--- Given data Enclosed Below ---

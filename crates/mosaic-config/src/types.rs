//! Configuration types for the Mosaic host.
//!
//! Every struct implements [`Default`] so that a bare `[section]` header in
//! TOML produces a working configuration.

use std::collections::BTreeMap;

use serde::{Deserialize, Serialize};

// ---------------------------------------------------------------------------
// Top-level Config
// ---------------------------------------------------------------------------

/// Root configuration for the Mosaic host.
#[derive(Debug, Clone, Default, PartialEq, Serialize, Deserialize)]
#[serde(default)]
pub struct Config {
    /// Host identity, languages and UI metadata.
    pub host: HostSection,
    /// API root and cluster routing.
    pub api: ApiSection,
    /// Feature flags gating gateway calls.
    pub features: FeaturesSection,
    /// Build-time packaging facts.
    pub build: BuildSection,
    /// Whitelabel behaviour.
    pub whitelabel: WhitelabelSection,
    /// Logging level, format, and per-crate directives.
    pub logging: LoggingSection,
    /// Gateway hook table overrides.
    pub gateway: GatewaySection,
}

// ---------------------------------------------------------------------------
// HostSection
// ---------------------------------------------------------------------------

/// Host identity and language settings.
#[derive(Debug, Clone, PartialEq, Eq, Serialize, Deserialize)]
#[serde(default)]
pub struct HostSection {
    /// Language every application bundle falls back to.
    pub default_language: String,
    /// Preferred language of the session. Falls back to `default_language`.
    pub language: Option<String>,
    /// Name of the core application whose translations are shared.
    pub core_app: String,
    /// UI version stamped into every API call.
    pub version: String,
    /// UI name stamped into every API call.
    pub ui_name: String,
    /// Domain the host is served from; gates whitelabel updates.
    pub domain: Option<String>,
}

impl Default for HostSection {
    fn default() -> Self {
        Self {
            default_language: "en-US".to_owned(),
            language: None,
            core_app: "core".to_owned(),
            version: "0.1.0".to_owned(),
            ui_name: "mosaic".to_owned(),
            domain: None,
        }
    }
}

impl HostSection {
    /// The effective session language.
    #[must_use]
    pub fn effective_language(&self) -> &str {
        self.language.as_deref().unwrap_or(&self.default_language)
    }
}

// ---------------------------------------------------------------------------
// ApiSection
// ---------------------------------------------------------------------------

/// API endpoint settings.
#[derive(Debug, Clone, PartialEq, Eq, Serialize, Deserialize)]
#[serde(default)]
pub struct ApiSection {
    /// Default API root for applications without an override.
    pub default_url: String,
    /// Cluster identifier sent with every call when set.
    pub cluster_id: Option<String>,
    /// Header carrying the cluster identifier.
    pub cluster_header: String,
}

impl Default for ApiSection {
    fn default() -> Self {
        Self {
            default_url: "http://localhost:8000/v2/".to_owned(),
            cluster_id: None,
            cluster_header: "X-Kazoo-Cluster-ID".to_owned(),
        }
    }
}

// ---------------------------------------------------------------------------
// FeaturesSection
// ---------------------------------------------------------------------------

/// Feature flags.
#[derive(Debug, Clone, Default, PartialEq, Eq, Serialize, Deserialize)]
#[serde(default)]
pub struct FeaturesSection {
    /// Veto every billing call before it reaches the transport.
    pub disable_billing: bool,
}

// ---------------------------------------------------------------------------
// BuildSection
// ---------------------------------------------------------------------------

/// Packaging facts of the running build.
#[derive(Debug, Clone, Default, PartialEq, Eq, Serialize, Deserialize)]
#[serde(default)]
pub struct BuildSection {
    /// Applications whose stylesheets ship inside the main bundle.
    pub preloaded_apps: Vec<String>,
}

// ---------------------------------------------------------------------------
// WhitelabelSection
// ---------------------------------------------------------------------------

/// Whitelabel settings.
#[derive(Debug, Clone, Default, PartialEq, Eq, Serialize, Deserialize)]
#[serde(default)]
pub struct WhitelabelSection {
    /// Send `accept_charges = true` with every API call.
    pub auto_accept_charges: bool,
}

// ---------------------------------------------------------------------------
// LoggingSection
// ---------------------------------------------------------------------------

/// Logging and tracing configuration.
#[derive(Debug, Clone, PartialEq, Eq, Serialize, Deserialize)]
#[serde(default)]
pub struct LoggingSection {
    /// Global log level filter (`"trace"`, `"debug"`, `"info"`, `"warn"`,
    /// `"error"`).
    pub level: String,
    /// Output format: `"pretty"`, `"compact"`, `"json"`, or `"full"`.
    pub format: String,
    /// Per-crate tracing directives (e.g. `["mosaic_gateway=debug"]`).
    pub directives: Vec<String>,
}

impl Default for LoggingSection {
    fn default() -> Self {
        Self {
            level: "info".to_owned(),
            format: "compact".to_owned(),
            directives: Vec::new(),
        }
    }
}

// ---------------------------------------------------------------------------
// GatewaySection
// ---------------------------------------------------------------------------

/// Gateway hook overrides.
#[derive(Debug, Clone, Default, PartialEq, Eq, Serialize, Deserialize)]
#[serde(default)]
pub struct GatewaySection {
    /// `"<module>.<method>" = "<hook name>"` entries layered over the
    /// standard hook table. `"passthrough"` removes a standard hook.
    pub hooks: BTreeMap<String, String>,
}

--- End of Enclosed Given data ---

### Exercise description
Which lines in the entries above contain "FeaturesSection"? Pull each of them out.

### Exercise solution
    pub features: FeaturesSection,
// FeaturesSection
pub struct FeaturesSection {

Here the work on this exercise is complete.